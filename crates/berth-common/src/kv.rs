//! Ordered key/value input and output lists.

use serde::{Deserialize, Serialize};

use crate::error::{BerthError, BerthResult};

/// A single key/value entry.
#[derive(Debug, Clone, PartialEq, Eq, Serialize, Deserialize)]
pub struct KeyValuePair {
    /// Case-sensitive key.
    pub key: String,
    /// Value.
    pub value: String,
}

impl KeyValuePair {
    /// Create a new pair.
    pub fn new(key: impl Into<String>, value: impl Into<String>) -> Self {
        Self {
            key: key.into(),
            value: value.into(),
        }
    }
}

/// An ordered list of key/value pairs.
///
/// Lookups never default: a missing key is a [`BerthError::MissingInput`].
#[derive(Debug, Clone, Default, PartialEq, Eq, Serialize, Deserialize)]
#[serde(transparent)]
pub struct KeyValueList(Vec<KeyValuePair>);

impl KeyValueList {
    /// Create an empty list.
    #[must_use]
    pub fn new() -> Self {
        Self::default()
    }

    /// Look up the first value stored under `key`.
    ///
    /// # Errors
    ///
    /// Returns [`BerthError::MissingInput`] if the key is absent.
    pub fn get(&self, key: &str) -> BerthResult<&str> {
        self.0
            .iter()
            .find(|pair| pair.key == key)
            .map(|pair| pair.value.as_str())
            .ok_or_else(|| BerthError::MissingInput {
                key: key.to_string(),
            })
    }

    /// Returns true if the key is present.
    #[must_use]
    pub fn contains(&self, key: &str) -> bool {
        self.0.iter().any(|pair| pair.key == key)
    }

    /// Replace the value stored under `key`, appending if absent.
    pub fn set(&mut self, key: impl Into<String>, value: impl Into<String>) {
        let key = key.into();
        let value = value.into();
        match self.0.iter_mut().find(|pair| pair.key == key) {
            Some(pair) => pair.value = value,
            None => self.0.push(KeyValuePair { key, value }),
        }
    }

    /// Number of entries.
    #[must_use]
    pub fn len(&self) -> usize {
        self.0.len()
    }

    /// Returns true if there are no entries.
    #[must_use]
    pub fn is_empty(&self) -> bool {
        self.0.is_empty()
    }

    /// Iterate over the entries in order.
    pub fn iter(&self) -> std::slice::Iter<'_, KeyValuePair> {
        self.0.iter()
    }

    /// The keys, in order.
    #[must_use]
    pub fn keys(&self) -> Vec<&str> {
        self.0.iter().map(|pair| pair.key.as_str()).collect()
    }
}

impl<K, V> FromIterator<(K, V)> for KeyValueList
where
    K: Into<String>,
    V: Into<String>,
{
    fn from_iter<I: IntoIterator<Item = (K, V)>>(iter: I) -> Self {
        let mut list = Self::new();
        for (key, value) in iter {
            list.set(key, value);
        }
        list
    }
}

impl<'a> IntoIterator for &'a KeyValueList {
    type Item = &'a KeyValuePair;
    type IntoIter = std::slice::Iter<'a, KeyValuePair>;

    fn into_iter(self) -> Self::IntoIter {
        self.0.iter()
    }
}
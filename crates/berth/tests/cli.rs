//! End-to-end tests for the berth binary.

use std::path::Path;

use assert_cmd::Command;
use httpmock::prelude::*;
use predicates::prelude::*;
use serde_json::json;
use tempfile::TempDir;

const CONTAINER: &str = "9a1b2c3d4e5f";

fn berth(config: &Path, store: &Path) -> Command {
    let mut cmd = Command::cargo_bin("berth").unwrap();
    cmd.arg("--config")
        .arg(config)
        .arg("--store")
        .arg(store)
        .env_remove("RUST_LOG");
    cmd
}

fn workspace(endpoint: &str) -> TempDir {
    let temp = TempDir::new().unwrap();
    std::fs::write(
        temp.path().join("berth.toml"),
        "[aws]\naccesskey = \"access\"\nsecretkey = \"secret\"\n\n[docker]\ntimeout_secs = 5\n",
    )
    .unwrap();
    std::fs::write(
        temp.path().join("request.yaml"),
        format!(
            r#"id: AMS001
name: shop
inputs:
  - key: endpoint
    value: "{endpoint}"
components:
  - id: COM001
    name: web
    inputs:
      - key: source
        value: nginx:latest
      - key: domain
        value: example.com
"#
        ),
    )
    .unwrap();
    temp
}

#[test]
fn help_lists_commands() {
    Command::cargo_bin("berth")
        .unwrap()
        .arg("--help")
        .assert()
        .success()
        .stdout(predicate::str::contains("create"))
        .stdout(predicate::str::contains("delete"))
        .stdout(predicate::str::contains("provisioners"));
}

#[test]
fn provisioners_lists_docker() {
    let temp = workspace("10.0.0.5:2375");
    berth(&temp.path().join("berth.toml"), &temp.path().join("store"))
        .arg("provisioners")
        .assert()
        .success()
        .stdout("docker\n");
}

#[test]
fn missing_request_file_fails() {
    let temp = workspace("10.0.0.5:2375");
    berth(&temp.path().join("berth.toml"), &temp.path().join("store"))
        .args(["create", "--request"])
        .arg(temp.path().join("absent.yaml"))
        .assert()
        .failure()
        .stderr(predicate::str::contains("Failed to read request"));
}

#[test]
fn show_unknown_component_fails() {
    let temp = workspace("10.0.0.5:2375");
    berth(&temp.path().join("berth.toml"), &temp.path().join("store"))
        .args(["show", "COM404"])
        .assert()
        .failure()
        .stderr(predicate::str::contains("component not found"));
}

#[test]
fn create_show_delete_against_engine() {
    let server = MockServer::start();
    let create = server.mock(|when, then| {
        when.method(POST)
            .path("/containers/create")
            .query_param("name", "web.example.com")
            .json_body(json!({ "Image": "nginx:latest" }));
        then.status(201).json_body(json!({ "Id": CONTAINER, "Warnings": [] }));
    });
    let start = server.mock(|when, then| {
        when.method(POST).path(format!("/containers/{CONTAINER}/start"));
        then.status(204);
    });
    let inspect = server.mock(|when, then| {
        when.method(GET).path(format!("/containers/{CONTAINER}/json"));
        then.status(200).json_body(json!({
            "Id": CONTAINER,
            "State": { "Running": true, "Status": "running" },
            "NetworkSettings": { "IPAddress": "172.17.0.9" }
        }));
    });
    let kill = server.mock(|when, then| {
        when.method(POST).path(format!("/containers/{CONTAINER}/kill"));
        then.status(204);
    });

    let temp = workspace(&server.address().to_string());
    let config = temp.path().join("berth.toml");
    let store = temp.path().join("store");
    let request = temp.path().join("request.yaml");

    let output = berth(&config, &store)
        .arg("create")
        .arg("--request")
        .arg(&request)
        .assert()
        .success()
        .get_output()
        .stdout
        .clone();
    let outcome: serde_json::Value = serde_json::from_slice(&output).unwrap();
    assert_eq!(outcome["container_id"], CONTAINER);
    assert_eq!(outcome["ip"], "172.17.0.9");
    assert_eq!(outcome["hostname"], "web.example.com");
    assert_eq!(outcome["degraded"], json!([]));
    create.assert();
    start.assert();
    inspect.assert();

    berth(&config, &store)
        .args(["show", "COM001"])
        .assert()
        .success()
        .stdout(predicate::str::contains("172.17.0.9"))
        .stdout(predicate::str::contains(CONTAINER));

    // The request file has no outputs; the recorded ID comes from the store.
    berth(&config, &store)
        .arg("delete")
        .arg("--request")
        .arg(&request)
        .arg("--from-store")
        .assert()
        .success()
        .stdout(predicate::str::contains(format!("Container {CONTAINER} killed")));
    kill.assert();
}
//! Container runtime adapter.
//!
//! The provisioner sees the runtime only through [`ContainerRuntime`] and
//! [`RuntimeConnector`]; [`DockerEngine`] is the shipped driver.

mod client;
pub mod docker;
mod types;

pub use client::{ContainerRuntime, RuntimeConnector};
pub use docker::{DockerConnector, DockerEngine};
pub use types::{
    ContainerDetails, ContainerHandle, CreateOptions, NetworkAttachment, NetworkBinding,
    NetworkSettings, RunState,
};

Task requirements: In the listing above, find the line containing "filename crates/berth/tests/cli.rs" and the line containing "const CONTAINER: &str". Output them and every line between, exactly, and nothing else.

Answer space:
filename crates/berth/tests/cli.rs
//! End-to-end tests for the berth binary.

use std::path::Path;

use assert_cmd::Command;
use httpmock::prelude::*;
use predicates::prelude::*;
use serde_json::json;
use tempfile::TempDir;

const CONTAINER: &str = "9a1b2c3d4e5f";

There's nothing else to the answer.